Countering-terror financing risks: Brokers, insurers and NBFCs told to set transaction limits
The Securities and Exchange Commission of Pakistan (SECP) has allowed securities brokers, commodities brokers, insurers, Takaful operators, Non-Banking Finance Companies (NBFCs) and Modarabas (regulated persons) to set transaction limitations (ie, limited deposits/withdrawals, until verification requirements are completed), and account monitoring, for effectively managing money laundering/terrorist financing risks during the COVID-19 pandemic.
According to the SECP guidelines issued by the SECP to the RPs (regulated persons) Wednesday, as an interim measure, the RPs can use responsible digital customer on-boarding in response to social distancing measures needed for the protection of their staff and customers alike, while also mitigating ML/TF risks by using the full range of tools at their disposal.
In the absence of face-to-face customer on-boarding and difficulties in carrying out Customer Due Diligence (CDD) the following risk-based approach may be used: One, the scanned copies of documents may be accepted for now, to be followed by obtaining the originals at a reasonable later time, when the situation has settled down.

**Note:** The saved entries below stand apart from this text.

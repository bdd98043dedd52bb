//! Page content discovery.
//!
//! A content directory holds one markdown file per page section plus an
//! optional `palette.json` with extra command palette entries.

use anyhow::{Context, Result};
use std::collections::HashSet;
use std::fs;
use std::path::{Path, PathBuf};
use tracing::{debug, warn};

use crate::markdown::MarkdownRenderer;
use crate::palette::{PaletteItem, load_items};
use crate::util::slugify;

/// File name of the optional extra palette entries.
pub const PALETTE_FILE: &str = "palette.json";

/// Rendered page section backed by one markdown file.
#[derive(Debug, Clone, PartialEq, Eq)]
pub struct Section {
    /// Element id, unique within the page
    pub id: String,
    /// First heading of the file, or the file stem
    pub title: String,
    /// Rendered HTML body
    pub html: String,
    /// Source markdown file
    pub source: PathBuf,
}

impl Section {
    /// Selector that navigates to this section.
    pub fn anchor(&self) -> String {
        format!("#{}", self.id)
    }
}

/// Lists top level markdown files sorted by file name.
///
/// Hidden files are skipped.
///
/// # Errors
///
/// Returns error if directory cannot be read
pub fn list_markdown_files(dir: &Path) -> Result<Vec<PathBuf>> {
    let entries = fs::read_dir(dir)
        .with_context(|| format!("Failed to read content directory: {}", dir.display()))?;

    let mut files = Vec::new();
    for entry in entries {
        let entry = entry.context("Failed to read directory entry")?;
        let path = entry.path();
        let hidden = entry.file_name().to_string_lossy().starts_with('.');
        let is_markdown = path
            .extension()
            .is_some_and(|ext| ext.eq_ignore_ascii_case("md"));
        if !hidden && is_markdown && path.is_file() {
            files.push(path);
        }
    }

    files.sort_by_key(|path| path.file_name().map(|name| name.to_os_string()));
    Ok(files)
}

/// Loads and renders every markdown section in a directory.
///
/// Section ids come from the file stem; duplicates get a numeric suffix.
/// Files that cannot be read are skipped with a warning.
///
/// # Arguments
///
/// * `dir`: Content directory
/// * `renderer`: Markdown renderer
///
/// # Returns
///
/// Sections in file name order
///
/// # Errors
///
/// Returns error if the directory itself cannot be listed
pub fn load_sections(dir: &Path, renderer: &MarkdownRenderer) -> Result<Vec<Section>> {
    let mut used_ids = HashSet::new();
    let mut sections = Vec::new();

    for path in list_markdown_files(dir)? {
        let markdown = match fs::read_to_string(&path) {
            Ok(text) => text,
            Err(e) => {
                warn!("Skipping unreadable section {}: {}", path.display(), e);
                continue;
            }
        };

        let stem = path
            .file_stem()
            .map(|s| s.to_string_lossy().into_owned())
            .unwrap_or_default();
        let id = unique_id(&stem, &mut used_ids);
        let title = renderer.title(&markdown).unwrap_or_else(|| stem.clone());

        debug!(id = %id, source = %path.display(), "Loaded section");
        sections.push(Section {
            id,
            title,
            html: renderer.render(&markdown),
            source: path,
        });
    }

    Ok(sections)
}

fn unique_id(stem: &str, used: &mut HashSet<String>) -> String {
    let base = match slugify(stem) {
        slug if slug.is_empty() => "section".to_string(),
        slug => slug,
    };

    let mut candidate = base.clone();
    let mut n = 2;
    while used.contains(&candidate) {
        candidate = format!("{}-{}", base, n);
        n += 1;
    }
    used.insert(candidate.clone());
    candidate
}

/// Builds palette entries: one per section, then any extra entries from
/// `palette.json` in the content directory.
///
/// # Errors
///
/// Returns error if `palette.json` exists but cannot be parsed
pub fn palette_items(dir: &Path, sections: &[Section]) -> Result<Vec<PaletteItem>> {
    let mut items: Vec<PaletteItem> = sections
        .iter()
        .map(|section| PaletteItem::to_target(section.title.clone(), section.anchor()))
        .collect();

    let extra = dir.join(PALETTE_FILE);
    if extra.is_file() {
        let loaded = load_items(&extra)?;
        debug!(count = loaded.len(), "Loaded extra palette items");
        items.extend(loaded);
    }

    Ok(items)
}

Two, the reporting entities can accept recently expired government-issued identification until further notice in order to verify the identity of an individual (although still required to determine the authenticity of the identification).

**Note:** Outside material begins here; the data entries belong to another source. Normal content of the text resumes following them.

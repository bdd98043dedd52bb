//! Command palette markup

use maud::{Markup, html};

use crate::palette::{Palette, Target};

/// Renders command palette dialog from controller state
///
/// The dialog, query input and list carry the ids the browser adapter
/// looks up (`cmd`, `cmdInput`, `cmdList`). Each entry exposes its target
/// through `data-go`; hidden entries get `display: none` and the selected
/// entry `aria-selected="true"`, so the markup mirrors the session exactly.
///
/// # Arguments
///
/// * `palette`: Palette session to render
///
/// # Returns
///
/// Palette dialog markup
pub fn command_palette(palette: &Palette) -> Markup {
    let hidden = if palette.is_open() { "false" } else { "true" };
    let shortcut = palette.keymap().toggle_letter().to_ascii_uppercase();

    html! {
        div id="cmd" class="cmd" role="dialog" aria-modal="true" aria-label="Command palette" aria-hidden=(hidden) {
            div class="cmd-panel" {
                input id="cmdInput" class="cmd-input" type="text" placeholder="Jump to…"
                    autocomplete="off" aria-controls="cmdList" value=(palette.query());
                ul id="cmdList" class="cmd-list" role="listbox" {
                    @for (index, item) in palette.items().iter().enumerate() {
                        li role="option"
                            data-go=[item.target.as_ref().map(Target::as_str)]
                            aria-selected=[palette.is_selected(index).then_some("true")]
                            style=[(!item.is_visible()).then_some("display: none")] {
                            (item.label)
                        }
                    }
                }
                p class="cmd-hint" {
                    kbd { "Ctrl" } " " kbd { (shortcut) } " toggle · "
                    kbd { "↑" } kbd { "↓" } " move · "
                    kbd { "Enter" } " go · "
                    kbd { "Esc" } " close"
                }
            }
        }
    }
}
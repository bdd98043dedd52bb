//! Command palette: a filterable, keyboard navigable list of page targets.
//!
//! The controller holds plain state and returns the effects the host should
//! perform (focus the query input, reveal an item, scroll to a target).
//! Element lookup, event subscription and scrolling stay with the host.

mod controller;
mod item;
pub mod keymap;

pub use controller::{Direction, FOCUS_DELAY, Navigation, Palette, PaletteEffect, PaletteState};
pub use item::{PaletteItem, Target, load_items, parse_items};
pub use keymap::{KeyInput, KeyOutcome, Keymap, PaletteCommand};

Where customer's identity cannot be verified face-to-face, delayed verification of identity for establishing new business relationships may be adopted under Section 6(5) of the SECP AML/CFT Regulation, 2018 dealing with the CDD.

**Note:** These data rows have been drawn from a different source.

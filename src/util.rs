//! Utility functions for folio

use std::time::{SystemTime, UNIX_EPOCH};

const SECONDS_PER_DAY: i64 = 86_400;

/// Converts text into an HTML id friendly slug.
///
/// Lowercases ASCII letters, keeps ASCII digits and collapses every other
/// run of characters into a single `-`. Leading and trailing dashes are
/// dropped.
///
/// # Arguments
///
/// * `text`: Arbitrary text such as a file stem
///
/// # Returns
///
/// Slug, empty when text has no ASCII alphanumerics
pub fn slugify(text: &str) -> String {
    let mut slug = String::with_capacity(text.len());
    let mut pending_dash = false;

    for c in text.chars() {
        if c.is_ascii_alphanumeric() {
            if pending_dash && !slug.is_empty() {
                slug.push('-');
            }
            pending_dash = false;
            slug.push(c.to_ascii_lowercase());
        } else {
            pending_dash = true;
        }
    }

    slug
}

/// Returns the calendar year (UTC) containing a Unix timestamp.
///
/// Uses the proleptic Gregorian calendar, so timestamps before 1970 work
/// too.
///
/// # Arguments
///
/// * `seconds`: Unix timestamp in seconds since epoch
pub fn year_from_unix(seconds: i64) -> i64 {
    let days = seconds.div_euclid(SECONDS_PER_DAY);

    // Civil-from-days over 400 year eras starting at 0000-03-01
    let z = days + 719_468;
    let era = z.div_euclid(146_097);
    let doe = z.rem_euclid(146_097);
    let yoe = (doe - doe / 1_460 + doe / 36_524 - doe / 146_096) / 365;
    let doy = doe - (365 * yoe + yoe / 4 - yoe / 100);
    let mp = (5 * doy + 2) / 153;
    let month = if mp < 10 { mp + 3 } else { mp - 9 };
    let year = yoe + era * 400;

    if month <= 2 { year + 1 } else { year }
}

/// Returns the current calendar year (UTC).
pub fn current_year() -> i64 {
    let seconds = SystemTime::now()
        .duration_since(UNIX_EPOCH)
        .map(|d| d.as_secs() as i64)
        .unwrap_or(0);
    year_from_unix(seconds)
}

Three, the reporting entities can accept digital copies of documents as an interim measure, with the originals to be sighted in due course
Considering the application of delayed verification provisions for new business relationships in line with the FATF standards (eg, by implementing transaction limits).
Hence, RPs should consider adopting appropriate risk-management procedures for effectively managing money laundering/terrorist financing risks by setting transaction limitations (ie, limited deposits or withdrawals, until verification requirements are completed) and account monitoring or other appropriate risk management procedures.